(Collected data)

= = =

//! The search state machine.
//!
//! A [`SearchSession`] drives a single search over a [`Connection`]:
//!
//! ```text
//! Idle --send--> Sent --entry--> Streaming --done(success)--> Done
//!   \              \                 \
//!    `--------------`-----------------`--failure--> Errored
//! ```
//!
//! `Done` and `Errored` are absorbing, so a search resolves exactly once.
use tracing::{debug, warn};

use crate::{
	codec::{ProtocolOp, SearchParameters},
	config::SearchConfig,
	descriptor::QueryDescriptor,
	entry::{Entry, SearchResult},
	error::{Error, ResultCode},
	transport::Connection,
};

/// States of a [`SearchSession`].
#[derive(Debug, Clone, Copy, PartialEq, Eq)]
pub enum SearchState {
	/// The request has not been sent yet.
	Idle,
	/// The request is sent, nothing has been received.
	Sent,
	/// At least one entry has been received.
	Streaming,
	/// The server finished the search successfully.
	Done,
	/// The search failed.
	Errored,
}

impl SearchState {
	/// Whether the search has resolved.
	#[must_use]
	pub fn is_terminal(self) -> bool {
		matches!(self, SearchState::Done | SearchState::Errored)
	}
}

/// One outstanding search on a connection.
#[derive(Debug)]
pub struct SearchSession<'a> {
	connection: &'a mut Connection,
	descriptor: &'a QueryDescriptor,
	options: &'a SearchConfig,
	state: SearchState,
	/// ID the request was sent with, valid from `Sent` on.
	message_id: i32,
	/// Continuation references received so far.
	references: Vec<String>,
}

impl<'a> SearchSession<'a> {
	/// Prepares a search. Nothing is sent before the first call to
	/// [`SearchSession::next`].
	pub fn new(
		connection: &'a mut Connection,
		descriptor: &'a QueryDescriptor,
		options: &'a SearchConfig,
	) -> Self {
		Self {
			connection,
			descriptor,
			options,
			state: SearchState::Idle,
			message_id: 0,
			references: Vec::new(),
		}
	}

	/// Current state.
	#[must_use]
	pub fn state(&self) -> SearchState {
		self.state
	}

	/// Continuation references received so far.
	#[must_use]
	pub fn references(&self) -> &[String] {
		&self.references
	}

	fn advance(&mut self, next: SearchState) {
		if self.state.is_terminal() || self.state == next {
			return;
		}
		debug!("Search {}: {:?} -> {next:?}", self.message_id, self.state);
		self.state = next;
	}

	fn fail(&mut self, err: Error) -> Error {
		warn!("Search {} failed: {err}", self.message_id);
		self.advance(SearchState::Errored);
		err
	}

	/// Returns the next entry, in the order the server sent them. `None` once
	/// the search is over. An error is returned once, after which the search
	/// is over as well.
	pub async fn next(&mut self) -> Result<Option<Entry>, Error> {
		match self.state {
			SearchState::Done | SearchState::Errored => return Ok(None),
			SearchState::Idle => {
				let request = SearchParameters::new(self.descriptor, self.options);
				match self.connection.send(ProtocolOp::SearchRequest(request)).await {
					Ok(message_id) => {
						self.message_id = message_id;
						debug!("Sent search for {}", self.descriptor);
						self.advance(SearchState::Sent);
					}
					Err(err) => return Err(self.fail(err)),
				}
			}
			SearchState::Sent | SearchState::Streaming => {}
		}

		loop {
			let operation = match self.connection.read_response(self.message_id).await {
				Ok(operation) => operation,
				Err(err) => return Err(self.fail(err)),
			};
			match operation {
				ProtocolOp::SearchResultEntry(entry) => {
					self.advance(SearchState::Streaming);
					return Ok(Some(entry));
				}
				ProtocolOp::SearchResultReference(urls) => {
					debug!("Search {} continues at {urls:?}", self.message_id);
					self.references.extend(urls);
				}
				ProtocolOp::SearchResultDone(result) => {
					if let Err(err) = result.success() {
						return Err(self.fail(err));
					}
					self.advance(SearchState::Done);
					return Ok(None);
				}
				_ => {
					return Err(self.fail(Error::protocol(
						ResultCode::ProtocolError,
						"Unexpected response to search",
					)))
				}
			}
		}
	}
}

/// Runs a search over `connection`. `on_entry` is called for every entry in
/// arrival order, then `on_complete` is called exactly once with either all
/// entries or the error which ended the search. Entries already passed to
/// `on_entry` stay delivered when the search fails later.
pub async fn search<E, C>(
	connection: &mut Connection,
	descriptor: &QueryDescriptor,
	options: &SearchConfig,
	mut on_entry: E,
	on_complete: C,
) where
	E: FnMut(&Entry) + Send,
	C: FnOnce(Result<SearchResult, Error>) + Send,
{
	let mut session = SearchSession::new(connection, descriptor, options);
	let mut entries = Vec::new();
	let outcome = loop {
		match session.next().await {
			Ok(Some(entry)) => {
				on_entry(&entry);
				entries.push(entry);
			}
			Ok(None) => {
				debug!("Search finished with {} entries", entries.len());
				break Ok(SearchResult { entries, references: session.references });
			}
			Err(err) => break Err(err),
		}
	};
	on_complete(outcome);
}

= = =

◆ What the task requires ◆
Each line above that contains the word "QueryDescriptor" should be returned.

◆ Result below ◆
	descriptor::QueryDescriptor,
	descriptor: &'a QueryDescriptor,
		descriptor: &'a QueryDescriptor,
	descriptor: &QueryDescriptor,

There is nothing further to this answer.